Electrically rewritable nonvolatile semiconductor memory (flash memories) are known in which a floating gate electrode and a control gate electrode are stacked on a semiconductor substrate and charge is exchanged between the floating gate electrode and the semiconductor substrate by the tunnel effect to cause writing or erasure (JP-A-2-10597).
FIG. 15 is a schematic diagram of a NAND memory which is one type of electrically rewritable nonvolatile semiconductor memory. In the NAND memory, a laminated gate region d consisting of a floating gate electrode FG, an inter-gate insulating film e, and a control gate electrode CG is formed on the surface of a semiconductor substrate a via a tunnel insulating film f which is an insulating film through which tunnel current can flow. A channel region c is formed in a surface portion, located under the laminated gate region d, of the semiconductor substrate a. An impurity source/drain region (diffusion layer) b is formed in a surface portion, located between adjoining channel regions c, of the semiconductor substrate a. The laminated gate region d, the channel region c, and the source/drain regions b constitute a memory cell. Charge is written to the floating gate electrode FG from the semiconductor substrate a by utilizing the quantum mechanical tunnel effect. Information is read out by utilizing the fact that the amount of current flowing through the surface of the semiconductor substrate a depends on the presence/absence of charge in the floating gate electrode FG. Charge is erased by drawing the charge from the floating gate electrode FG into the semiconductor substrate a by utilizing the quantum mechanical tunnel effect. Symbols WL0-WL3 denote four word lines which are connected to the control gate electrodes CG of the memory cells, respectively.
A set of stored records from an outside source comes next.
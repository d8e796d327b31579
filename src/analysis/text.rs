//! Aggregate resume text shared by the keyword, readability and length checks

use crate::model::ResumeData;

/// The whitespace-joined text corpus of a resume.
#[derive(Debug, Clone)]
pub struct ResumeText {
    pub text: String,
    pub lower: String,
    pub word_count: usize,
}

impl ResumeText {
    /// Concatenate name, experience, education, skills and projects into one corpus.
    pub fn extract(resume: &ResumeData) -> Self {
        let mut parts: Vec<&str> = vec![resume.personal_info.full_name.as_str()];

        for exp in &resume.experience {
            parts.push(&exp.company);
            parts.push(&exp.position);
            parts.extend(exp.description.iter().map(String::as_str));
        }

        for edu in &resume.education {
            parts.push(&edu.degree);
            parts.push(&edu.institute);
        }

        parts.extend(resume.skills.iter().map(String::as_str));

        for project in &resume.projects {
            parts.push(&project.title);
            parts.extend(project.description.iter().map(String::as_str));
        }

        let text = parts.join(" ");
        let lower = text.to_lowercase();
        let word_count = text.split_whitespace().count();

        Self {
            text,
            lower,
            word_count,
        }
    }

    /// Split on sentence terminators. Fragments keep their surrounding spaces.
    pub fn sentences(&self) -> impl Iterator<Item = &str> {
        self.text.split(['.', '!', '?'])
    }

    pub fn contains_digit(&self) -> bool {
        self.text.chars().any(|c| c.is_ascii_digit())
    }
}

#[cfg(test)]
mod tests {
    use super::*;
    use crate::model::{Education, Experience, Project};

    fn sample_resume() -> ResumeData {
        let mut resume = ResumeData::default();
        resume.personal_info.full_name = "Jane Doe".to_string();
        resume.personal_info.email = "jane@example.com".to_string();
        resume.experience.push(Experience {
            company: "Acme".to_string(),
            position: "Engineer".to_string(),
            duration: "2020 - 2023".to_string(),
            description: vec!["Built APIs.".to_string(), "Led a team of 4.".to_string()],
        });
        resume.education.push(Education {
            degree: "BSc".to_string(),
            institute: "State University".to_string(),
            grade: "3.9".to_string(),
            year: "2019".to_string(),
        });
        resume.skills.languages = vec!["Rust".to_string()];
        resume.skills.concepts = vec!["Caching".to_string()];
        resume.projects.push(Project {
            title: "Ledger".to_string(),
            description: vec!["Double-entry bookkeeping tool.".to_string()],
            ..Default::default()
        });
        resume
    }

    #[test]
    fn test_extraction_order() {
        let text = ResumeText::extract(&sample_resume());
        assert_eq!(
            text.text,
            "Jane Doe Acme Engineer Built APIs. Led a team of 4. BSc State University Rust Caching Ledger Double-entry bookkeeping tool."
        );
        assert_eq!(text.lower, text.text.to_lowercase());
    }

    #[test]
    fn test_contact_and_duration_fields_are_excluded() {
        let text = ResumeText::extract(&sample_resume());
        assert!(!text.text.contains("jane@example.com"));
        assert!(!text.text.contains("2020 - 2023"));
        assert!(!text.text.contains("2019"));
    }

    #[test]
    fn test_word_count_ignores_blank_fields() {
        let text = ResumeText::extract(&ResumeData::default());
        assert_eq!(text.word_count, 0);

        let text = ResumeText::extract(&sample_resume());
        assert_eq!(text.word_count, 20);
    }

    #[test]
    fn test_sentences_and_digits() {
        let text = ResumeText::extract(&sample_resume());
        let non_empty = text.sentences().filter(|s| !s.trim().is_empty()).count();
        assert_eq!(non_empty, 3);
        assert!(text.contains_digit());
    }
}
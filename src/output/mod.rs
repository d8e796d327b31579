//! Report output module
//! Formats analysis results for the console, JSON, Markdown and HTML

pub mod formatter;
pub mod report;

pub use formatter::{save_report_to_file, suggest_filename, OutputFormatter, ReportGenerator};
pub use report::AtsReport;
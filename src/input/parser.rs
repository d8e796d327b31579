//! Deserialization of resume data from supported file formats

use crate::error::{AtsError, Result};
use crate::model::ResumeData;
use std::path::Path;
use tokio::fs;

pub trait ResumeParser: Sync {
    /// Parse resume data from file content. `path` is only used for error reporting.
    fn parse(&self, content: &str, path: &Path) -> Result<ResumeData>;

    fn read(&self, path: &Path) -> impl std::future::Future<Output = Result<ResumeData>> + Send {
        async move {
            let content = fs::read_to_string(path).await?;
            self.parse(&content, path)
        }
    }
}

pub struct JsonParser;

impl ResumeParser for JsonParser {
    fn parse(&self, content: &str, path: &Path) -> Result<ResumeData> {
        ResumeData::from_json_str(content).map_err(|e| AtsError::InvalidResume {
            path: path.to_path_buf(),
            message: e.to_string(),
        })
    }
}

pub struct TomlParser;

impl ResumeParser for TomlParser {
    fn parse(&self, content: &str, path: &Path) -> Result<ResumeData> {
        toml::from_str(content).map_err(|e| AtsError::InvalidResume {
            path: path.to_path_buf(),
            message: e.to_string(),
        })
    }
}
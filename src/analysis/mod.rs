//! ATS compatibility analysis
//! Text extraction, keyword dictionary, the five checks and score aggregation

pub mod checks;
pub mod engine;
pub mod keywords;
pub mod recommendations;
pub mod result;
pub mod text;

pub use engine::{analyze, AtsAnalyzer};
pub use keywords::{KeywordCategory, KeywordMatcher};
pub use result::{
    AnalysisResult, AtsScore, Compatibility, Impact, Issue, IssueCategory, IssueType,
    KeywordDensity, SectionScores,
};
pub use text::ResumeText;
The above nonvolatile semiconductor memory has the following problems. To produce a larger-capacity nonvolatile semiconductor memory, a larger number of memory cells forms in the same chip area by decreasing the length of the channel regions c and the interval between the channel regions c. However, as a result of such increase in the degree of miniaturization, the channel regions c may come too close to each other and adjoining channel regions c may interfere with each other through capacitive coupling, resulting in an erroneous operation. Further, if the interval between the channel regions c is too small, the laminated gate regions d may become too high relative to the interval between the channel regions c (see FIG. 15), in which case it is difficult to introduce a sufficient amount of impurity into the source/drain regions b. As a result, it is now becoming difficult to obtain a sufficiently large read current in the nonvolatile semiconductor memory.